▶ [The input]
use std::sync::{Arc, Mutex};

use folio_core::events::{ContentEvent, Event, EventBus};
use folio_core::id;
use rusqlite::{Connection, Transaction};
use tracing::{debug, instrument};

use crate::error::{ContentError, Result};
use crate::types::{
    Bundle, ChangeType, ContentItem, ContentStatus, ContentType, CreateContent, HistoryEntry,
    ListQuery, UpdateContent,
};
use crate::validate;

/// Thread-safe repository for content items and their version history.
///
/// Wraps a single SQLite connection in a `Mutex`; every mutation writes the
/// item and its history snapshot inside one transaction so the two can never
/// diverge.
pub struct ContentRepository {
    db: Mutex<Connection>,
    events: Arc<EventBus>,
}

impl ContentRepository {
    /// Wrap an already-open (and `init_db`-initialised) connection.
    pub fn new(conn: Connection, events: Arc<EventBus>) -> Self {
        Self {
            db: Mutex::new(conn),
            events,
        }
    }

    #[instrument(skip(self))]
    pub fn find_by_id(&self, id: &str) -> Result<Option<ContentItem>> {
        let db = self.db.lock().unwrap();
        query_one(
            &db,
            &format!("{SELECT_ITEM} WHERE id = ?1 AND deleted_at IS NULL"),
            rusqlite::params![id],
        )
    }

    #[instrument(skip(self))]
    pub fn find_by_slug(
        &self,
        content_type: ContentType,
        slug: &str,
    ) -> Result<Option<ContentItem>> {
        let db = self.db.lock().unwrap();
        query_one(
            &db,
            &format!("{SELECT_ITEM} WHERE type = ?1 AND slug = ?2 AND deleted_at IS NULL"),
            rusqlite::params![content_type.as_str(), slug],
        )
    }

    #[instrument(skip(self))]
    pub fn find_by_type(&self, content_type: ContentType) -> Result<Vec<ContentItem>> {
        let db = self.db.lock().unwrap();
        query_many(
            &db,
            &format!("{SELECT_ITEM} WHERE type = ?1 AND deleted_at IS NULL {ORDER_ITEMS}"),
            rusqlite::params![content_type.as_str()],
        )
    }

    /// Published, non-deleted items, optionally filtered by type.
    #[instrument(skip(self))]
    pub fn find_published(&self, content_type: Option<ContentType>) -> Result<Vec<ContentItem>> {
        let db = self.db.lock().unwrap();
        match content_type {
            Some(t) => query_many(
                &db,
                &format!(
                    "{SELECT_ITEM} WHERE type = ?1 AND status = 'published' \
                     AND deleted_at IS NULL {ORDER_ITEMS}"
                ),
                rusqlite::params![t.as_str()],
            ),
            None => query_many(
                &db,
                &format!(
                    "{SELECT_ITEM} WHERE status = 'published' AND deleted_at IS NULL {ORDER_ITEMS}"
                ),
                rusqlite::params![],
            ),
        }
    }

    /// Paginated admin listing; drafts and (optionally) deleted rows included.
    #[instrument(skip(self))]
    pub fn find_all(&self, query: &ListQuery) -> Result<Vec<ContentItem>> {
        use rusqlite::types::Value as SqlValue;

        let mut sql = format!("{SELECT_ITEM} WHERE 1=1");
        let mut params: Vec<SqlValue> = Vec::new();

        if let Some(t) = query.content_type {
            params.push(SqlValue::Text(t.as_str().to_string()));
            sql.push_str(&format!(" AND type = ?{}", params.len()));
        }
        if let Some(s) = query.status {
            params.push(SqlValue::Text(s.as_str().to_string()));
            sql.push_str(&format!(" AND status = ?{}", params.len()));
        }
        if !query.include_deleted {
            sql.push_str(" AND deleted_at IS NULL");
        }
        params.push(SqlValue::Integer(query.limit));
        sql.push_str(&format!(" {ORDER_ITEMS} LIMIT ?{}", params.len()));
        params.push(SqlValue::Integer(query.offset));
        sql.push_str(&format!(" OFFSET ?{}", params.len()));

        let db = self.db.lock().unwrap();
        let mut stmt = db.prepare(&sql)?;
        let rows = stmt.query_map(rusqlite::params_from_iter(params), row_to_item)?;
        rows.collect::<rusqlite::Result<Vec<_>>>()
            .map_err(ContentError::from)
    }

    /// Whether `(type, slug)` is taken. Counts soft-deleted rows too, so
    /// resurrecting a freed slug stays a deliberate admin action.
    #[instrument(skip(self))]
    pub fn slug_exists(
        &self,
        content_type: ContentType,
        slug: &str,
        exclude_id: Option<&str>,
    ) -> Result<bool> {
        let db = self.db.lock().unwrap();
        slug_exists_tx(&db, content_type, slug, exclude_id)
    }

    /// Create an item at version 1 with its `created` history row.
    #[instrument(skip(self, dto), fields(content_type = %dto.content_type, slug = %dto.slug))]
    pub fn create(&self, dto: CreateContent, changed_by: Option<&str>) -> Result<ContentItem> {
        validate::validate_slug(&dto.slug)?;

        let id = id::generate("content");
        let now = now_rfc3339();
        let status = dto.status.unwrap_or(ContentStatus::Draft);
        let sort_order = dto.sort_order.unwrap_or(0);
        let data_json = dto.data.to_string();

        let mut db = self.db.lock().unwrap();
        let tx = db.transaction()?;

        if slug_exists_tx(&tx, dto.content_type, &dto.slug, None)? {
            return Err(ContentError::SlugConflict {
                content_type: dto.content_type.to_string(),
                slug: dto.slug,
            });
        }
        if dto.content_type.is_singleton() && singleton_exists_tx(&tx, dto.content_type)? {
            return Err(ContentError::SingletonConflict {
                content_type: dto.content_type.to_string(),
            });
        }

        tx.execute(
            "INSERT INTO content (id, type, slug, data, status, version, sort_order,
                                  created_at, updated_at)
             VALUES (?1, ?2, ?3, ?4, ?5, 1, ?6, ?7, ?7)",
            rusqlite::params![
                id,
                dto.content_type.as_str(),
                dto.slug,
                data_json,
                status.as_str(),
                sort_order,
                now
            ],
        )?;
        insert_history(&tx, &id, 1, &data_json, ChangeType::Created, changed_by, &now)?;
        tx.commit()?;

        let item = get_required(&db, &id)?;
        debug!(id = %item.id, "content created");
        self.events
            .emit(Event::ContentCreated(content_event(&item)));
        Ok(item)
    }

    /// Apply a selective update, capturing the pre-update snapshot at its old
    /// version before bumping to `old + 1`.
    #[instrument(skip(self, updates))]
    pub fn update_with_history(
        &self,
        id: &str,
        updates: UpdateContent,
        changed_by: Option<&str>,
    ) -> Result<ContentItem> {
        let now = now_rfc3339();

        let mut db = self.db.lock().unwrap();
        let tx = db.transaction()?;

        let existing = get_live_tx(&tx, id)?;

        let slug = match updates.slug {
            Some(slug) => {
                validate::validate_slug(&slug)?;
                if slug != existing.slug
                    && slug_exists_tx(&tx, existing.content_type, &slug, Some(id))?
                {
                    return Err(ContentError::SlugConflict {
                        content_type: existing.content_type.to_string(),
                        slug,
                    });
                }
                slug
            }
            None => existing.slug.clone(),
        };
        let data = updates.data.unwrap_or_else(|| existing.data.clone());
        let status = updates.status.unwrap_or(existing.status);
        let sort_order = updates.sort_order.unwrap_or(existing.sort_order);

        insert_history(
            &tx,
            id,
            existing.version,
            &existing.data.to_string(),
            ChangeType::Updated,
            changed_by,
            &now,
        )?;
        tx.execute(
            "UPDATE content
             SET slug = ?1, data = ?2, status = ?3, sort_order = ?4,
                 version = ?5, updated_at = ?6
             WHERE id = ?7",
            rusqlite::params![
                slug,
                data.to_string(),
                status.as_str(),
                sort_order,
                existing.version + 1,
                now,
                id
            ],
        )?;
        tx.commit()?;

        let item = get_required(&db, id)?;
        debug!(id = %item.id, version = item.version, "content updated");
        self.events
            .emit(Event::ContentUpdated(content_event(&item)));
        Ok(item)
    }

    /// Soft delete: the row stays, masked from every public query.
    #[instrument(skip(self))]
    pub fn delete(&self, id: &str, changed_by: Option<&str>) -> Result<ContentItem> {
        let now = now_rfc3339();

        let mut db = self.db.lock().unwrap();
        let tx = db.transaction()?;

        let existing = get_live_tx(&tx, id)?;
        insert_history(
            &tx,
            id,
            existing.version,
            &existing.data.to_string(),
            ChangeType::Deleted,
            changed_by,
            &now,
        )?;
        tx.execute(
            "UPDATE content SET deleted_at = ?1, updated_at = ?1 WHERE id = ?2",
            rusqlite::params![now, id],
        )?;
        tx.commit()?;

        let item = ContentItem {
            deleted_at: Some(now.clone()),
            updated_at: now,
            ..existing
        };
        debug!(id = %item.id, "content soft-deleted");
        self.events
            .emit(Event::ContentDeleted(content_event(&item)));
        Ok(item)
    }

    /// Physical removal. The history trail cascades away with the row.
    #[instrument(skip(self))]
    pub fn hard_delete(&self, id: &str) -> Result<()> {
        let db = self.db.lock().unwrap();
        let rows = db.execute("DELETE FROM content WHERE id = ?1", rusqlite::params![id])?;
        if rows == 0 {
            return Err(ContentError::NotFound { id: id.to_string() });
        }
        debug!(id, "content hard-deleted");
        Ok(())
    }

    /// Overwrite `data` with the snapshot recorded at `version`, first
    /// capturing current state as a `restored` history row. The item's
    /// version advances to `current + 1` — no gaps, no reuse.
    #[instrument(skip(self))]
    pub fn restore_version(
        &self,
        id: &str,
        version: i64,
        changed_by: Option<&str>,
    ) -> Result<ContentItem> {
        let now = now_rfc3339();

        let mut db = self.db.lock().unwrap();
        let tx = db.transaction()?;

        let existing = get_live_tx(&tx, id)?;
        let snapshot: Option<String> = tx
            .query_row(
                "SELECT data FROM content_history
                 WHERE content_id = ?1 AND version = ?2
                 ORDER BY id DESC LIMIT 1",
                rusqlite::params![id, version],
                |row| row.get(0),
            )
            .map(Some)
            .or_else(none_on_no_rows)?;
        let snapshot = snapshot.ok_or(ContentError::VersionNotFound {
            id: id.to_string(),
            version,
        })?;

        insert_history(
            &tx,
            id,
            existing.version,
            &existing.data.to_string(),
            ChangeType::Restored,
            changed_by,
            &now,
        )?;
        tx.execute(
            "UPDATE content SET data = ?1, version = ?2, updated_at = ?3 WHERE id = ?4",
            rusqlite::params![snapshot, existing.version + 1, now, id],
        )?;
        tx.commit()?;

        let item = get_required(&db, id)?;
        debug!(id = %item.id, restored_from = version, version = item.version, "content restored");
        self.events
            .emit(Event::ContentRestored(content_event(&item)));
        Ok(item)
    }

    /// History rows for an item, newest version first.
    #[instrument(skip(self))]
    pub fn get_history(&self, id: &str, limit: i64, offset: i64) -> Result<Vec<HistoryEntry>> {
        let db = self.db.lock().unwrap();

        let exists: i64 = db.query_row(
            "SELECT COUNT(*) FROM content WHERE id = ?1",
            rusqlite::params![id],
            |row| row.get(0),
        )?;
        if exists == 0 {
            return Err(ContentError::NotFound { id: id.to_string() });
        }

        let mut stmt = db.prepare(
            "SELECT id, content_id, version, data, change_type, changed_by,
                    change_summary, created_at
             FROM content_history
             WHERE content_id = ?1
             ORDER BY version DESC, id DESC
             LIMIT ?2 OFFSET ?3",
        )?;
        let rows = stmt.query_map(rusqlite::params![id, limit, offset], row_to_history)?;
        rows.collect::<rusqlite::Result<Vec<_>>>()
            .map_err(ContentError::from)
    }

    /// All published content partitioned by type.
    pub fn get_bundle(&self) -> Result<Bundle> {
        let items = self.find_published(None)?;
        let mut bundle = Bundle {
            projects: Vec::new(),
            experiences: Vec::new(),
            education: Vec::new(),
            skills: Vec::new(),
            about: None,
            contact: None,
        };
        for item in items {
            match item.content_type {
                ContentType::Project => bundle.projects.push(item),
                ContentType::Experience => bundle.experiences.push(item),
                ContentType::Education => bundle.education.push(item),
                ContentType::Skill => bundle.skills.push(item),
                ContentType::About => bundle.about = bundle.about.or(Some(item)),
                ContentType::Contact => bundle.contact = bundle.contact.or(Some(item)),
            }
        }
        Ok(bundle)
    }

    /// Readiness probe — `SELECT 1` against the underlying store.
    pub fn ping(&self) -> Result<()> {
        let db = self.db.lock().unwrap();
        db.query_row("SELECT 1", [], |row| row.get::<_, i64>(0))?;
        Ok(())
    }
}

▶ [Action item]
Copy each line of the listing that carries the string "debug".

▶ [Exercise solution]
use tracing::{debug, instrument};
        debug!(id = %item.id, "content created");
        debug!(id = %item.id, version = item.version, "content updated");
        debug!(id = %item.id, "content soft-deleted");
        debug!(id, "content hard-deleted");
        debug!(id = %item.id, restored_from = version, version = item.version, "content restored");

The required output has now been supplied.